But for all that she held up her head like the deer in the Lord Lieutenant's park, and her pride was enough for a queen, and too much for a poor lady walking the Dublin streets and holding her skirt up out of the mud.

But it was the two she had with her that any lady might be proud of. There were never two such out of heaven; and sure it may be believed, for the world has said it often enough since that day, and will say it to the end of time. For the elder was a sweet rogue, with hair like red gold clean out of the fire, and eyes like a blue June morning, and cheeks like May flowers that a rose has kissed, and lips that better than a rose would kneel to kiss one day; and her smile lit up the street, and she tripped along as light as a spring breeze.

But the younger--sure the Lord was well pleased the day he made her face, for't was perfection's self, Her hair was a dark brown veined with gold, and her eyes like purple violets with the rain on them; and when she closed her long lashes 'twas like a cloud over the stars; and her mouth, and the soft smile, and the dimple that dipped when she laughed--a man would stand all day to watch her and not think long. 'Tis a strange thing that one girl will be like that, all beauty and shining sweetness, and another, perhaps as good,--for better she could not be in her heart,--will be a poor sorrowful little victim that a cat would not look at in the dark!

And old Mother Corrigan saw them coming, and she took her pipe out from between her teeth, and says she:--

"Halt here, my ladies, the three of you, and hear the fortune that's waiting you--the way you'll be ready when it comes."

"Fortune!" says the lady, stopping, a girl in each hand; "'Tis the black fortune and the sad fortune that befell me since the day the gold ring was on my finger.

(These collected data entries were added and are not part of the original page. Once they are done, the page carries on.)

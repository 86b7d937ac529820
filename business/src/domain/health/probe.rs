use async_trait::async_trait;

use crate::domain::health::errors::ProbeError;

/// Port used to check that the relational database answers queries.
#[async_trait]
pub trait DatabaseProbe: Send + Sync {
    /// Returns the version string reported by the server.
    async fn server_version(&self) -> Result<String, ProbeError>;
}
pub mod application;
pub mod container;
pub mod dependency_injection;
pub mod error;
pub mod pipeline;
pub mod server;
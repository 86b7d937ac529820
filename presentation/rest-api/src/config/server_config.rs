use super::configuration::ServerSection;

/// Server configuration for HTTP listener
#[derive(Debug, Clone)]
pub struct ServerConfig {
    pub ip: String,
    pub port: u16,
}

impl Default for ServerConfig {
    fn default() -> Self {
        Self {
            ip: "127.0.0.1".to_string(),
            port: 8080,
        }
    }
}

impl ServerConfig {
    /// Load server configuration
    ///
    /// Keys:
    /// - Server:Ip: IP address to bind (default: "127.0.0.1")
    /// - Server:Port: Port to bind (default: 8080)
    pub fn from_section(section: &ServerSection) -> Self {
        let defaults = Self::default();
        let ip = section
            .ip
            .as_deref()
            .map(str::trim)
            .filter(|ip| !ip.is_empty())
            .map(str::to_string)
            .unwrap_or(defaults.ip);

        Self {
            ip,
            port: section.port.unwrap_or(defaults.port),
        }
    }

    /// Get the bind address as "ip:port"
    pub fn bind_address(&self) -> String {
        format!("{}:{}", self.ip, self.port)
    }
}

#[cfg(test)]
mod tests {
    use super::*;
    use crate::config::configuration::{Configuration, ConfigurationError};
    use crate::config::loader::{CaseFolded, extract};
    use figment::Figment;
    use figment::providers::Serialized;
    use serde_json::json;

    #[test]
    fn should_create_bind_address_from_ip_and_port() {
        // Arrange
        let config = ServerConfig {
            ip: "127.0.0.1".to_string(),
            port: 8080,
        };

        // Act
        let address = config.bind_address();

        // Assert
        assert_eq!(address, "127.0.0.1:8080");
    }

    #[test]
    fn should_fall_back_to_defaults() {
        let config = ServerConfig::from_section(&ServerSection::default());

        assert_eq!(config.bind_address(), "127.0.0.1:8080");
    }

    #[test]
    fn should_read_overrides() {
        let configuration = Configuration::from_document(json!({
            "Server": {"Ip": "0.0.0.0", "Port": 5000}
        }));

        let config = ServerConfig::from_section(&configuration.server);

        assert_eq!(config.bind_address(), "0.0.0.0:5000");
    }

    #[test]
    fn should_reject_port_out_of_range() {
        let figment = Figment::from(CaseFolded(Serialized::defaults(json!({
            "Server": {"Port": 70000}
        }))));

        let result = extract(&figment);

        assert!(matches!(result, Err(ConfigurationError::Invalid(_))));
    }
}
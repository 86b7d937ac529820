use super::configuration::HttpsRedirectionSection;
use crate::api::https_redirection::HttpsRedirection;

/// Settings for redirecting plain requests to HTTPS.
///
/// Without a port the redirection stage is mounted but lets every request
/// through, since there is no encrypted endpoint to send clients to.
#[derive(Debug, Clone, Default)]
pub struct HttpsConfig {
    pub https_port: Option<u16>,
}

impl HttpsConfig {
    /// Keys:
    /// - HttpsRedirection:HttpsPort: port of the encrypted endpoint (optional)
    pub fn from_section(section: &HttpsRedirectionSection) -> Self {
        Self {
            https_port: section.https_port,
        }
    }

    pub fn redirection(&self) -> HttpsRedirection {
        HttpsRedirection::new(self.https_port)
    }
}

#[cfg(test)]
mod tests {
    use super::*;
    use crate::config::configuration::Configuration;
    use serde_json::json;

    #[test]
    fn should_leave_port_unset_by_default() {
        let config = HttpsConfig::from_section(&HttpsRedirectionSection::default());

        assert_eq!(config.https_port, None);
        assert!(!config.redirection().is_active());
    }

    #[test]
    fn should_read_https_port() {
        let configuration = Configuration::from_document(json!({
            "HttpsRedirection": {"HttpsPort": 8443}
        }));

        let config = HttpsConfig::from_section(&configuration.https_redirection);

        assert_eq!(config.https_port, Some(8443));
        assert!(config.redirection().is_active());
    }
}
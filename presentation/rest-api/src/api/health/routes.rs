use std::sync::Arc;

use chrono::Utc;
use poem_openapi::{ApiResponse, OpenApi, payload::Json};

use business::domain::health::use_cases::check_readiness::CheckReadinessUseCase;

use crate::api::health::dto::{HealthCheckResponse, ReadinessResponseBody};
use crate::api::tags::ApiTags;

/// Health API for monitoring and infrastructure checks
///
/// Liveness does not touch any dependency; readiness opens a database
/// context for the duration of the check.
pub struct HealthApi {
    check_readiness_use_case: Arc<dyn CheckReadinessUseCase>,
}

impl HealthApi {
    pub fn new(check_readiness_use_case: Arc<dyn CheckReadinessUseCase>) -> Self {
        Self {
            check_readiness_use_case,
        }
    }
}

#[OpenApi]
impl HealthApi {
    /// Health check endpoint
    ///
    /// Returns the current status of the service.
    /// This endpoint is public and does not require authentication.
    ///
    /// ## Response
    /// - `status`: "healthy" if service is running
    /// - `timestamp`: Current server timestamp in ISO 8601 format
    /// - `version`: Service version from Cargo.toml
    #[oai(path = "/health", method = "get", tag = "ApiTags::Health")]
    async fn health_check(&self) -> Json<HealthCheckResponse> {
        Json(HealthCheckResponse {
            status: "healthy".to_string(),
            timestamp: Utc::now().to_rfc3339(),
            version: env!("CARGO_PKG_VERSION").to_string(),
        })
    }

    /// Readiness check endpoint
    ///
    /// Verifies the database answers a query. Returns 503 while it does not.
    #[oai(path = "/health/ready", method = "get", tag = "ApiTags::Health")]
    async fn readiness(&self) -> ReadinessResponse {
        let readiness = self.check_readiness_use_case.execute().await;
        if readiness.is_ready() {
            ReadinessResponse::Ready(Json(readiness.into()))
        } else {
            ReadinessResponse::Unavailable(Json(readiness.into()))
        }
    }
}

#[derive(ApiResponse)]
pub enum ReadinessResponse {
    #[oai(status = 200)]
    Ready(Json<ReadinessResponseBody>),
    #[oai(status = 503)]
    Unavailable(Json<ReadinessResponseBody>),
}
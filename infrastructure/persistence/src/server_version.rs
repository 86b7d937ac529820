use std::fmt;
use std::str::FromStr;

use thiserror::Error;

/// Descriptor used when the configuration does not name one.
pub const DEFAULT_SERVER_VERSION: &str = "8.0.34-mysql";

#[derive(Error, Debug, Clone, PartialEq, Eq)]
pub enum ServerVersionError {
    #[error("server_version.empty")]
    Empty,
    #[error("server_version.malformed: {0}")]
    Malformed(String),
    #[error("server_version.unknown_engine: {0}")]
    UnknownEngine(String),
    #[error("server_version.unsupported: {0}")]
    Unsupported(String),
}

/// Database engine family targeted by the service.
#[derive(Debug, Clone, Copy, PartialEq, Eq, Hash)]
pub enum ServerEngine {
    MySql,
    MariaDb,
}

impl ServerEngine {
    pub fn as_str(&self) -> &'static str {
        match self {
            ServerEngine::MySql => "mysql",
            ServerEngine::MariaDb => "mariadb",
        }
    }

    /// Oldest (major, minor) release accepted for this engine.
    fn minimum(&self) -> (u32, u32) {
        match self {
            ServerEngine::MySql => (5, 7),
            ServerEngine::MariaDb => (10, 2),
        }
    }
}

impl FromStr for ServerEngine {
    type Err = ServerVersionError;

    fn from_str(s: &str) -> Result<Self, Self::Err> {
        match s.to_ascii_lowercase().as_str() {
            "mysql" => Ok(ServerEngine::MySql),
            "mariadb" => Ok(ServerEngine::MariaDb),
            _ => Err(ServerVersionError::UnknownEngine(s.to_string())),
        }
    }
}

/// Engine family plus semantic version, e.g. `8.0.34-mysql`.
///
/// Parsing accepts `major.minor[.patch][-engine]`. Without an engine suffix
/// MySQL is assumed.
#[derive(Debug, Clone, Copy, PartialEq, Eq, Hash)]
pub struct ServerVersion {
    pub engine: ServerEngine,
    pub major: u32,
    pub minor: u32,
    pub patch: u32,
}

impl ServerVersion {
    pub fn parse(s: &str) -> Result<Self, ServerVersionError> {
        s.parse()
    }
}

impl Default for ServerVersion {
    fn default() -> Self {
        Self {
            engine: ServerEngine::MySql,
            major: 8,
            minor: 0,
            patch: 34,
        }
    }
}

impl FromStr for ServerVersion {
    type Err = ServerVersionError;

    fn from_str(s: &str) -> Result<Self, Self::Err> {
        let s = s.trim();
        if s.is_empty() {
            return Err(ServerVersionError::Empty);
        }

        let (numbers, engine) = match s.split_once('-') {
            Some((numbers, engine)) => (numbers, engine.parse::<ServerEngine>()?),
            None => (s, ServerEngine::MySql),
        };

        let parts = numbers
            .split('.')
            .map(|part| part.parse::<u32>())
            .collect::<Result<Vec<_>, _>>()
            .map_err(|_| ServerVersionError::Malformed(s.to_string()))?;

        let (major, minor, patch) = match parts.as_slice() {
            [major, minor] => (*major, *minor, 0),
            [major, minor, patch] => (*major, *minor, *patch),
            _ => return Err(ServerVersionError::Malformed(s.to_string())),
        };

        if (major, minor) < engine.minimum() {
            return Err(ServerVersionError::Unsupported(s.to_string()));
        }

        Ok(Self {
            engine,
            major,
            minor,
            patch,
        })
    }
}

impl fmt::Display for ServerVersion {
    fn fmt(&self, f: &mut fmt::Formatter<'_>) -> fmt::Result {
        write!(
            f,
            "{}.{}.{}-{}",
            self.major,
            self.minor,
            self.patch,
            self.engine.as_str()
        )
    }
}
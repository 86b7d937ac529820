use std::fmt;

#[derive(Debug, Clone, Copy, PartialEq, Eq)]
pub enum LogLevel {
    Debug,
    Info,
    Warn,
    Error,
}

impl fmt::Display for LogLevel {
    fn fmt(&self, f: &mut fmt::Formatter<'_>) -> fmt::Result {
        f.write_str(match self {
            LogLevel::Debug => "debug",
            LogLevel::Info => "info",
            LogLevel::Warn => "warn",
            LogLevel::Error => "error",
        })
    }
}

/// Logging port for use cases; adapters decide where lines end up.
pub trait Logger: Send + Sync {
    fn log(&self, level: LogLevel, message: &str);

    fn debug(&self, message: &str) {
        self.log(LogLevel::Debug, message);
    }
    fn info(&self, message: &str) {
        self.log(LogLevel::Info, message);
    }
    fn warn(&self, message: &str) {
        self.log(LogLevel::Warn, message);
    }
    fn error(&self, message: &str) {
        self.log(LogLevel::Error, message);
    }
}
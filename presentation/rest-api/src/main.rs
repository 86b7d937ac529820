use std::path::Path;

use dotenvy::dotenv;

mod api;
mod config;
mod setup;

use config::{
    app_config::AppConfig,
    environment::Environment,
    loader::{BASE_PATH_VARIABLE, ConfigurationLoader, DEFAULT_BASE_PATH},
};
use setup::{
    application::Application, dependency_injection::register_services, error::StartupError,
    pipeline::assemble_pipeline, server::Server,
};

/// REST API Entry Point
///
/// Loads configuration, composes services, assembles the request pipeline
/// and starts the HTTP server, in that order and exactly once.
///
/// - config/: Configuration sources and typed settings
/// - setup/: Service registration, pipeline assembly and server
/// - api/: Middleware, controllers and DTOs
#[tokio::main]
async fn main() -> anyhow::Result<()> {
    // 1. Initialize tracing with RUST_LOG env filter
    let env_filter = tracing_subscriber::EnvFilter::try_from_default_env()
        .unwrap_or_else(|_| tracing_subscriber::EnvFilter::new("info"));
    tracing_subscriber::fmt().with_env_filter(env_filter).init();

    // 2. Load environment variables
    dotenv().ok();

    // 3-6. Load configuration, compose, build and assemble
    let base_path =
        std::env::var(BASE_PATH_VARIABLE).unwrap_or_else(|_| DEFAULT_BASE_PATH.to_string());
    let app = match startup(Path::new(&base_path), Environment::from_env()) {
        Ok(app) => app,
        Err(err) => {
            tracing::error!("Startup failed: {err}");
            return Err(err.into());
        }
    };

    // 7. Run server
    Server::run(app).await
}

/// Runs every startup step up to, but not including, binding the listener.
fn startup(base_path: &Path, environment: Environment) -> Result<Application, StartupError> {
    let configuration = ConfigurationLoader::new(base_path, environment.clone()).load()?;
    let app_config = AppConfig::from_configuration(&configuration, environment.clone())?;

    let container = register_services(&configuration)?.build()?;

    let app = Application::new(container, app_config);
    Ok(assemble_pipeline(app, &environment)?)
}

And I don't want to hear any more, so I don't; for if I had more to bear than I have this minute I wouldn't face the morn's morrow."

But Mother Corrigan rose up as nimbly as a woman to a dance, and she looked the lady in the eyes as if she was as tall as herself, and, "Come in," says she, "for though 'tis a poor place, the beauty of the three of you will light it like candles, and 'tis here your luck begins."

So they went in, and the lady said she had not so much as a silver bit to cross her hand with, and indeed would have pulled her daughters back; but the old woman would not have it.

"Leave it so," says Mother Corrigan, "what matters an empty hand today when you'll fill the two hands of me with gold when the luck comes that's coming? Give me your word, my lady, and I'll take it for as good as five guineas."

So she gave her word to fill Mother Corrigan's hand with golden guineas; and the two young girls were standing by, their cheeks like burning roses for fear and hope, as the old witch caught the lady's hand, and gabbled something that was not a prayer, and the words came from her like a person talking in their sleep.